Tuesday, May 14, 2013

Day 40

Well, I've had some time now to think about what 40 tastes like.  It tastes a lot like tortilla chips, salsa and beer...a few of my favorite things.  It was an ordinary day in Arizona- my actual birthday.  I always eat ice cream for breakfast.  I started this tradition in high school because I was feeling sorry for myself that it was vacation and I had no friends around and I had nothing to do.  I remember sitting on the back porch in the sunlight.  I had slept in and decided that ice cream for breakfast was a perfect way to start my ordinary day.  So I do it, still, to make ordinary birthdays seem, well, less ordinary.

We took the kids to old Tucson Studios. 
 Where I got nasty looks from my 11 year old.



Just another ordinary day.

It became even more ordinary when we went to the pool and then went to get Chinese food for dinner.  Very ordinary indeed, until Paul Bunyan was up all night with food poisoning.  Definitely not ordinary.

Well, this 40 Days of 40 was really a good thing to do because despite my ordinary birth "day" I've had a very extraordinary celebration.  A whole lot of love and appreciation from everyone around me. I looked at the world from a different angle and saw what was positive and bright.  And if I could pull the camera back and view beyond the last 40 days; if I could view the last 40 years of my life what would I see?

I would see myself as a child eating liverwurst sandwiches and chasing fireflies.  Roller skating in my basement to 70's disco music.  I see my brother wanting to beat me at everything we ever did together and I see my father, sometimes angry.  But I see us playing softball together on the front lawn too.  I see my mother's devotion.  I see all the coaches and teachers that ever touched my life- mostly grateful for Cramer who taught me how to play field hockey and Mrs. Hammond, who taught me how to type.  I'm grateful for my penmanship teacher, too, but I can't remember her name.  I'm getting so old. 

I see my best friend, Bridget, and I making up radio shows on old recorders that you had to rewind and tape over just to delete something.  How my stomach would ache from giggling so hard with her.  I remember tears because of mean friends and finally feeling triumphant over their power in high school.  I see lots of boys and never really knowing which one to stay in love with.  I think I broke a few hearts.  I see the stress of choosing a college and the excitement of leaving home for the first time. 

I see blood, sweat and tears at Iowa and the shell of a person I was when I left.  Empty.  Heart broken.  Anorexic.  Alone.  And that's when I met Paul Bunyan.  I've known him for 18 years.  That's almost half of my life.  And I think, I really think, he has fixed what was always broken in me.  Doubt.  Worry.  Anxiety.  Fear.  Self-deprecation.  

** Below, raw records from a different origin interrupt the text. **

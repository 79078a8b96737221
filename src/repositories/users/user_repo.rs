//! Repository des utilisateurs (collection `users`).

use futures_util::TryStreamExt;
use mongodb::Collection;
use mongodb::bson::{doc, oid::ObjectId};

use crate::db::Database;
use crate::domain::entities::User;
use crate::errors::{AppError, AppResult};

/// Accès à la collection `users`.
#[derive(Clone)]
pub struct UserRepository {
    collection: Collection<User>,
}

impl UserRepository {
    pub fn new(database: &Database) -> Self {
        Self {
            collection: database.database().collection::<User>("users"),
        }
    }

    /// Recherche un utilisateur par email.
    pub async fn find_by_email(&self, email: &str) -> AppResult<Option<User>> {
        self.collection
            .find_one(doc! { "email": email })
            .await
            .map_err(|e| AppError::Database(format!("Recherche par email: {}", e)))
    }

    /// Recherche un utilisateur par identifiant.
    pub async fn find_by_id(&self, id: &ObjectId) -> AppResult<Option<User>> {
        self.collection
            .find_one(doc! { "_id": id })
            .await
            .map_err(|e| AppError::Database(format!("Recherche par id: {}", e)))
    }

    /// Liste tous les utilisateurs.
    pub async fn find_all(&self) -> AppResult<Vec<User>> {
        let cursor = self
            .collection
            .find(doc! {})
            .await
            .map_err(|e| AppError::Database(format!("Listing des utilisateurs: {}", e)))?;

        cursor
            .try_collect()
            .await
            .map_err(|e| AppError::Database(format!("Lecture du curseur: {}", e)))
    }

    /// Insère un nouvel utilisateur et retourne son identifiant.
    pub async fn insert(&self, user: &User) -> AppResult<ObjectId> {
        let result = self
            .collection
            .insert_one(user)
            .await
            .map_err(|e| AppError::Database(format!("Insertion utilisateur: {}", e)))?;

        result
            .inserted_id
            .as_object_id()
            .ok_or_else(|| AppError::Internal("Identifiant inséré inattendu".to_string()))
    }

    /// Supprime un utilisateur ; retourne `false` s'il n'existait pas.
    pub async fn delete_by_id(&self, id: &ObjectId) -> AppResult<bool> {
        let result = self
            .collection
            .delete_one(doc! { "_id": id })
            .await
            .map_err(|e| AppError::Database(format!("Suppression utilisateur: {}", e)))?;

        Ok(result.deleted_count > 0)
    }
}
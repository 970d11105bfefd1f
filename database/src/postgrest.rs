use crate::{ListingStore, JOBS_TABLE};
use async_trait::async_trait;
use jobscout_core::{CoreError, ScoredListing, StorageError};
use reqwest::Client;
use serde::Deserialize;
use std::time::Duration;
use tracing::{debug, error, info};

/// Inserts rows through a Supabase project's PostgREST endpoint.
#[derive(Debug)]
pub struct PostgrestStore {
    http_client: Client,
    base_url: String,
    api_key: String,
    table: String,
}

#[derive(Debug, Deserialize)]
struct PostgrestErrorBody {
    message: Option<String>,
    code: Option<String>,
    details: Option<String>,
}

impl PostgrestStore {
    pub fn new(base_url: String, api_key: String) -> Result<Self, CoreError> {
        let http_client = Client::builder().timeout(Duration::from_secs(30)).build()?;

        Ok(Self {
            http_client,
            base_url,
            api_key,
            table: JOBS_TABLE.to_string(),
        })
    }

    fn table_url(&self) -> String {
        format!("{}/rest/v1/{}", self.base_url.trim_end_matches('/'), self.table)
    }
}

#[async_trait]
impl ListingStore for PostgrestStore {
    async fn insert_listings(&self, listings: &[ScoredListing]) -> Result<usize, StorageError> {
        let url = self.table_url();
        debug!("Inserting {} rows into {}", listings.len(), url);

        let response = self
            .http_client
            .post(&url)
            .header("apikey", &self.api_key)
            .bearer_auth(&self.api_key)
            .header("Prefer", "return=representation")
            .json(listings)
            .send()
            .await
            .map_err(|e| StorageError::Network {
                reason: e.to_string(),
            })?;

        let status = response.status();
        if !status.is_success() {
            let body = response.text().await.unwrap_or_default();
            let message = match serde_json::from_str::<PostgrestErrorBody>(&body) {
                Ok(PostgrestErrorBody {
                    message: Some(message),
                    code,
                    details,
                }) => {
                    error!(
                        "PostgREST rejected insert: code={:?} details={:?}",
                        code, details
                    );
                    message
                }
                _ => body,
            };
            return Err(StorageError::Rejected {
                status_code: status.as_u16(),
                message,
            });
        }

        let inserted: Vec<serde_json::Value> =
            response.json().await.map_err(|e| StorageError::InvalidResponse {
                details: e.to_string(),
            })?;

        info!("PostgREST accepted {} rows into {}", inserted.len(), self.table);
        Ok(inserted.len())
    }
}
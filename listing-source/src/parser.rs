//! Extraction of job cards from a rendered search-results page.
//!
//! The page layout is described by a [`CardLayout`] so that a change on the
//! scraped site only touches selector strings, never scoring or storage.

use crate::ListingParser;
use chrono::{DateTime, Utc};
use jobscout_core::{CoreError, JobListing};
use scraper::{ElementRef, Html, Selector};

pub const LINKEDIN_HOST: &str = "https://linkedin.com";
pub const MAX_LISTINGS_PER_QUERY: usize = 10;

#[derive(Debug, Clone, PartialEq, Eq)]
pub struct CardLayout {
    pub card: String,
    pub title: String,
    pub company: String,
    pub link: String,
    pub link_attribute: String,
    /// Prepended verbatim to the link attribute.
    pub link_host: String,
}

impl CardLayout {
    pub fn linkedin() -> Self {
        Self {
            card: "div.base-card".to_string(),
            title: ".base-search-card__title".to_string(),
            company: ".base-search-card__subtitle".to_string(),
            link: "a".to_string(),
            link_attribute: "href".to_string(),
            link_host: LINKEDIN_HOST.to_string(),
        }
    }
}

impl Default for CardLayout {
    fn default() -> Self {
        Self::linkedin()
    }
}

#[derive(Debug)]
pub struct CardParser {
    card: Selector,
    title: Selector,
    company: Selector,
    link: Selector,
    link_attribute: String,
    link_host: String,
    location: String,
    max_listings: usize,
}

impl CardParser {
    /// `location` is stamped on every listing produced by this parser.
    pub fn new(layout: CardLayout, location: impl Into<String>) -> Result<Self, CoreError> {
        Ok(Self {
            card: parse_selector(&layout.card)?,
            title: parse_selector(&layout.title)?,
            company: parse_selector(&layout.company)?,
            link: parse_selector(&layout.link)?,
            link_attribute: layout.link_attribute,
            link_host: layout.link_host,
            location: location.into(),
            max_listings: MAX_LISTINGS_PER_QUERY,
        })
    }

    pub fn linkedin(location: impl Into<String>) -> Result<Self, CoreError> {
        Self::new(CardLayout::linkedin(), location)
    }

    pub fn with_max_listings(mut self, max_listings: usize) -> Self {
        self.max_listings = max_listings;
        self
    }

    fn parse_card(&self, card: ElementRef<'_>, fetched_at: DateTime<Utc>) -> Option<JobListing> {
        let title = collect_text(card, &self.title);
        let company = collect_text(card, &self.company);
        let href = card
            .select(&self.link)
            .next()
            .and_then(|anchor| anchor.value().attr(&self.link_attribute))
            .map(str::trim)
            .filter(|href| !href.is_empty())?;

        let excerpt: String = card.text().collect();

        JobListing::new(
            &title,
            &company,
            format!("{}{}", self.link_host, href),
            &excerpt,
            self.location.clone(),
            fetched_at,
        )
    }
}

impl ListingParser for CardParser {
    fn parse_listings(&self, html: &str, fetched_at: DateTime<Utc>) -> Vec<JobListing> {
        let document = Html::parse_document(html);
        let listings: Vec<JobListing> = document
            .select(&self.card)
            .filter_map(|card| self.parse_card(card, fetched_at))
            .take(self.max_listings)
            .collect();

        tracing::debug!("Parsed {} listings from page", listings.len());
        listings
    }
}

fn parse_selector(selector: &str) -> Result<Selector, CoreError> {
    Selector::parse(selector).map_err(|e| CoreError::InvalidInput {
        message: format!("invalid CSS selector '{}': {:?}", selector, e),
    })
}

fn collect_text(card: ElementRef<'_>, selector: &Selector) -> String {
    card.select(selector).flat_map(|element| element.text()).collect()
}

We've built a family, a home, an idea here.  The last 40 years have been about moving towards that idea.  And there are days when I look around and am so grateful that we arrived.  But the funny thing is the idea just keeps moving like a piece of moldable clay and so that there really isn't any end to the idea.  The list gets things crossed off and then something gets added.  But what I see now, that I haven't always seen, is potential.  I see possibility.  I see piles of rocks that will be a pizza oven and I see piles of wood that will be tree houses and I see apple trees and pear trees that will someday produce fruit.  There is so much possibility!  I really do believe there is only one man that could have ever changed my outlook on life so astonishingly.  I've never had any teacher or coach give me so much confidence in myself as Paul Bunyan has.  Or hope for the future.  Or belief that it'll all be okay.

I used to prepare for the worst...just so I'd be ready.  I'm really excited to spend the next 40 years dreaming for the best.  My massage therapist at the spa a few weeks ago said that 40 is like an invisible light switch.  I couldn't agree more.  A light has gone on inside me.  It's bright.  And it's shining on that part of me that I haven't really seen yet.  I think it's somewhere next to my heart, near my lungs, possibly where my appendix used to be.  It's blinking its sign like a beer light in the bar window: "self love".